Marcello August 22nd, 2006 01:20 PM

Re: US Army OOB
 
Quote:

Mobhack said:
It may be better to approach this as a special data item for FOO units (FC or RF or EW maybe with a special code, or a new data item) which brings super-accurate fire IF the target is in LOS of the FOO, for maybe an added 500 points per such an FOO?.

I will look into this, and see if something can be done.

Cheers
Andy

Personally I would consider good enough just any solution (a separate artillery class,anything) which could make the shells fall within the designated target hex, without dispersion except eventually for occasional malfunctions and such.
Anything more than that would be a bonus,of course.

MarkSheppard August 22nd, 2006 02:40 PM

Re: US Army OOB
 
It may be better to approach this as a special data item for FOO units (FC or RF or EW maybe with a special code, or a new data item) which brings super-accurate fire IF the target is in LOS of the FOO, for maybe an added 500 points per such an FOO?.

That's actually a pretty ingenious solution in many ways:

1.) Gets around the issue of running out of weapon slots; especially an issue with Russian OOB.

2.) Imposes cost limitations on it, because even the US won't be able to afford Excalibur and GMRLS in every single battlefield and location for quite some time.

Mobhack August 29th, 2006 07:03 AM

Re: US Army OOB
 
the next EXE will have GPS and laser RF additions to arty spotter accuracy in calling fires.

Laser RF (rf 20+), if in LOS to the target hex, will tend to reduce initial drift hex. i.e the plot hex will tend to be more on-target.

GPS is represented by an EW value of 15. Art observers with GPS will have initial drift halved, even if the target hex is out of LOS. If the arty skill roll for way off target is failed - GPS will reduce the max size of this effect as well, whether the call was on a priority target or an impromptu one. (GPS accuracy on out of LOS hexes which are impromptu will be about the same as for calls on a registered tgt at the moment).

The most accurate call for arty fire therefore will be an art observer unit/vehicle with laser RF at up to 2 times RF value range who is in LOS of the target hex and who also has GPS. Mostly - unless a skill roll is failed - the max drift here will be 0 or 1 hex max.

The added cost will come from the cost calculator (additions for range finder and for 15 EW points).

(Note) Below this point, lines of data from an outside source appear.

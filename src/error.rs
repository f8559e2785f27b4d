//! Error types for rank jobs

use linkrank_engine::{ConfigurationError, RoundExecutionError};
use thiserror::Error;

/// Job errors
#[derive(Error, Debug)]
pub enum JobError {
    /// I/O error
    #[error("I/O error: {0}")]
    Io(#[from] std::io::Error),

    /// Invalid job configuration
    #[error("Configuration error: {0}")]
    Configuration(#[from] ConfigurationError),

    /// Config file could not be parsed
    #[error("Config file error: {0}")]
    ConfigFile(#[from] serde_yaml::Error),

    /// Report serialization error
    #[error("Serialization error: {0}")]
    Serialization(#[from] serde_json::Error),

    /// A round failed
    #[error(transparent)]
    Round(#[from] RoundExecutionError),
}

pub type JobResult<T> = Result<T, JobError>;
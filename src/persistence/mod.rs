//! Reading and writing vertex records between rounds
//!
//! Each round lands in `iteration<N>/part-r-00000`, and any such directory
//! can be read back as input.

pub mod reader;
pub mod wire;
pub mod writer;

pub use reader::{input_files, read_graph, ReadSummary};
pub use wire::{format_line, parse_line, LineContext};
pub use writer::{
    is_round_output, iteration_dir, write_nodes, IterationWriter, PART_FILE, SUCCESS_MARKER,
};
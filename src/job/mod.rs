//! Rank jobs over text input
//!
//! A job reads the seed records, runs propagation on the local substrate,
//! and writes each round plus the final state in the text wire format.

pub mod config;
pub mod report;

pub use config::JobConfig;
pub use report::{JobOutcome, JobReport};

use std::fs;
use std::path::PathBuf;

use chrono::Utc;
use linkrank_engine::{BatchSubstrate, IterationController, LocalSubstrate, PropagationConfig};
use tracing::{info, warn};

use crate::error::JobResult;
use crate::persistence::{
    is_round_output, read_graph, write_nodes, IterationWriter, LineContext,
};

/// Name of the final output directory under the output root
pub const FINAL_DIR: &str = "final";

/// Name of the JSON run report under the output root
pub const REPORT_FILE: &str = "report.json";

/// One rank propagation job
pub struct RankJob {
    config: JobConfig,
}

impl RankJob {
    /// Validate `config`; nothing touches the file system until [`run`](Self::run)
    pub fn new(config: JobConfig) -> JobResult<Self> {
        config.validate()?;
        Ok(Self { config })
    }

    pub fn config(&self) -> &JobConfig {
        &self.config
    }

    fn substrate(&self) -> JobResult<LocalSubstrate> {
        let substrate = match self.config.threads {
            Some(threads) => LocalSubstrate::with_threads(self.config.partitions, threads)?,
            None => LocalSubstrate::new(self.config.partitions)?,
        };
        Ok(substrate)
    }

    /// Run to a terminal state on the local substrate
    ///
    /// A failed round is reported in the returned [`JobReport`], not as an
    /// `Err`; errors are reserved for I/O and configuration problems.
    pub fn run(&self) -> JobResult<JobReport> {
        self.run_on(self.substrate()?)
    }

    /// Like [`run`](Self::run), with rounds executed by `substrate`
    pub fn run_on<S: BatchSubstrate>(&self, substrate: S) -> JobResult<JobReport> {
        let started_at = Utc::now();
        let output = &self.config.output;

        // a finished round directory carries ranks even on two-field lines
        let context = if is_round_output(&self.config.input) {
            info!("Resuming from round output {:?}", self.config.input);
            LineContext::Round
        } else {
            LineContext::Seed
        };
        let seed = read_graph(&self.config.input, context)?;
        let input_records = seed.nodes.len();

        if self.config.overwrite && output.exists() {
            warn!("Replacing existing output directory {:?}", output);
            fs::remove_dir_all(output)?;
        }
        fs::create_dir_all(output)?;

        let controller = IterationController::new(
            substrate,
            PropagationConfig::new(self.config.max_rounds)?,
        )?;

        let outcome = if self.config.write_iterations {
            let mut writer = IterationWriter::new(output.clone());
            controller.run_with_observer(seed.nodes, &mut writer)
        } else {
            controller.run(seed.nodes)
        };

        let final_output = if outcome.is_success() {
            let dir: PathBuf = output.join(FINAL_DIR);
            write_nodes(&dir, &outcome.nodes)?;
            Some(dir)
        } else {
            None
        };

        let report = JobReport::from_outcome(
            &outcome,
            input_records,
            seed.skipped,
            final_output,
            started_at,
        );
        report.write_json(&output.join(REPORT_FILE))?;

        info!(
            "Job {} after {} round(s): {} vertices",
            report.outcome, report.rounds, report.vertices
        );

        Ok(report)
    }
}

This will have to be playtested by the test team to see if it is working etc, (just coded it today), and added to units in the OOB etc. We will also have to look at cost adjustment if these things turn out to be "Thor's Hammers" http://forum.shrapnelgames.com/images/smilies/happy.gif!

Cheers
Andy

JaM August 29th, 2006 07:31 AM

Re: US Army OOB
 
Wow, you never stop surprise me, Andy...

pdoktar August 30th, 2006 10:01 AM

Re: US Army OOB
 
Sounds like the Hammer of God. Poor grunts.. they are sure getting it this time. And no merkavas anymore sitting on hilltops, blasting away with ease, huh? http://forum.shrapnelgames.com/images/smilies/happy.gif

Marcello August 30th, 2006 02:13 PM

Re: US Army OOB
 
Frankly even if it turned out somewhat imbalanced I would still say keep it, even if for scenario design purposes only.This is an important aspect of modern warfare which is currently missing in the game.

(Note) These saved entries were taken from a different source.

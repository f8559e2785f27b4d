//! Job configuration
//!
//! Loaded from a YAML file or built in code; command-line flags override
//! individual fields afterwards.

use std::fs;
use std::path::{Path, PathBuf};

use linkrank_engine::{ConfigurationError, DEFAULT_MAX_ROUNDS};
use serde::{Deserialize, Serialize};
use tracing::info;

use crate::error::JobResult;

/// Settings of one rank job
#[derive(Debug, Clone, PartialEq, Serialize, Deserialize)]
#[serde(default)]
pub struct JobConfig {
    /// Seed file or directory of part files
    pub input: PathBuf,
    /// Output root; rounds land in `iteration<N>`, the result in `final`
    pub output: PathBuf,
    /// Round budget
    pub max_rounds: usize,
    /// Shuffle partitions
    pub partitions: usize,
    /// Dedicated worker threads (None = global pool)
    pub threads: Option<usize>,
    /// Persist every round's output
    pub write_iterations: bool,
    /// Replace an existing, non-empty output directory
    pub overwrite: bool,
}

impl Default for JobConfig {
    fn default() -> Self {
        Self {
            input: PathBuf::new(),
            output: PathBuf::new(),
            max_rounds: DEFAULT_MAX_ROUNDS,
            partitions: std::thread::available_parallelism()
                .map(|n| n.get())
                .unwrap_or(1),
            threads: None,
            write_iterations: true,
            overwrite: false,
        }
    }
}

impl JobConfig {
    pub fn new(input: impl Into<PathBuf>, output: impl Into<PathBuf>) -> Self {
        Self {
            input: input.into(),
            output: output.into(),
            ..Self::default()
        }
    }

    /// Load settings from a YAML file; missing keys keep their defaults
    pub fn from_yaml_file(path: impl AsRef<Path>) -> JobResult<Self> {
        let path = path.as_ref();
        info!("Loading job config from {:?}", path);
        let text = fs::read_to_string(path)?;
        Ok(serde_yaml::from_str(&text)?)
    }

    /// Reject bad settings before any round runs
    pub fn validate(&self) -> Result<(), ConfigurationError> {
        if self.max_rounds == 0 {
            return Err(ConfigurationError::InvalidMaxRounds(self.max_rounds));
        }
        if self.partitions == 0 {
            return Err(ConfigurationError::InvalidPartitions(self.partitions));
        }
        if self.threads == Some(0) {
            return Err(ConfigurationError::Invalid(
                "threads must be positive".to_string(),
            ));
        }
        if self.input.as_os_str().is_empty() {
            return Err(ConfigurationError::MissingInput("<none>".to_string()));
        }
        if !self.input.exists() {
            return Err(ConfigurationError::MissingInput(
                self.input.display().to_string(),
            ));
        }
        if self.output.as_os_str().is_empty() {
            return Err(ConfigurationError::Invalid(
                "missing output path".to_string(),
            ));
        }
        if self.overwrite && is_within(&self.input, &self.output) {
            return Err(ConfigurationError::Invalid(format!(
                "input {} lies inside output directory {}, which overwrite would remove",
                self.input.display(),
                self.output.display()
            )));
        }
        if !self.overwrite && is_non_empty_dir(&self.output) {
            return Err(ConfigurationError::Invalid(format!(
                "output directory {} already exists and is not empty",
                self.output.display()
            )));
        }
        Ok(())
    }
}

/// Whether `path` is `dir` or somewhere below it; both must exist to match
fn is_within(path: &Path, dir: &Path) -> bool {
    match (fs::canonicalize(path), fs::canonicalize(dir)) {
        (Ok(path), Ok(dir)) => path.starts_with(dir),
        _ => false,
    }
}

fn is_non_empty_dir(path: &Path) -> bool {
    fs::read_dir(path)
        .map(|mut entries| entries.next().is_some())
        .unwrap_or(false)
}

MarkSheppard August 30th, 2006 10:03 PM

Re: US Army OOB
 
http://forum.shrapnelgames.com/images/smilies/shock.gif You guys are great. http://forum.shrapnelgames.com/images/smilies/laugh.gif

*worships*

MarkSheppard September 5th, 2006 10:27 AM

Re: US Army OOB
 
Linka

Aug 29/06: A General Dynamics release says that the U.S. Army has awarded General Dynamics Land Systems $45 million to produce and install 505 Tank Urban Survivability Kits (TUSK) for Abrams main battle tanks supporting Operation Iraqi Freedom.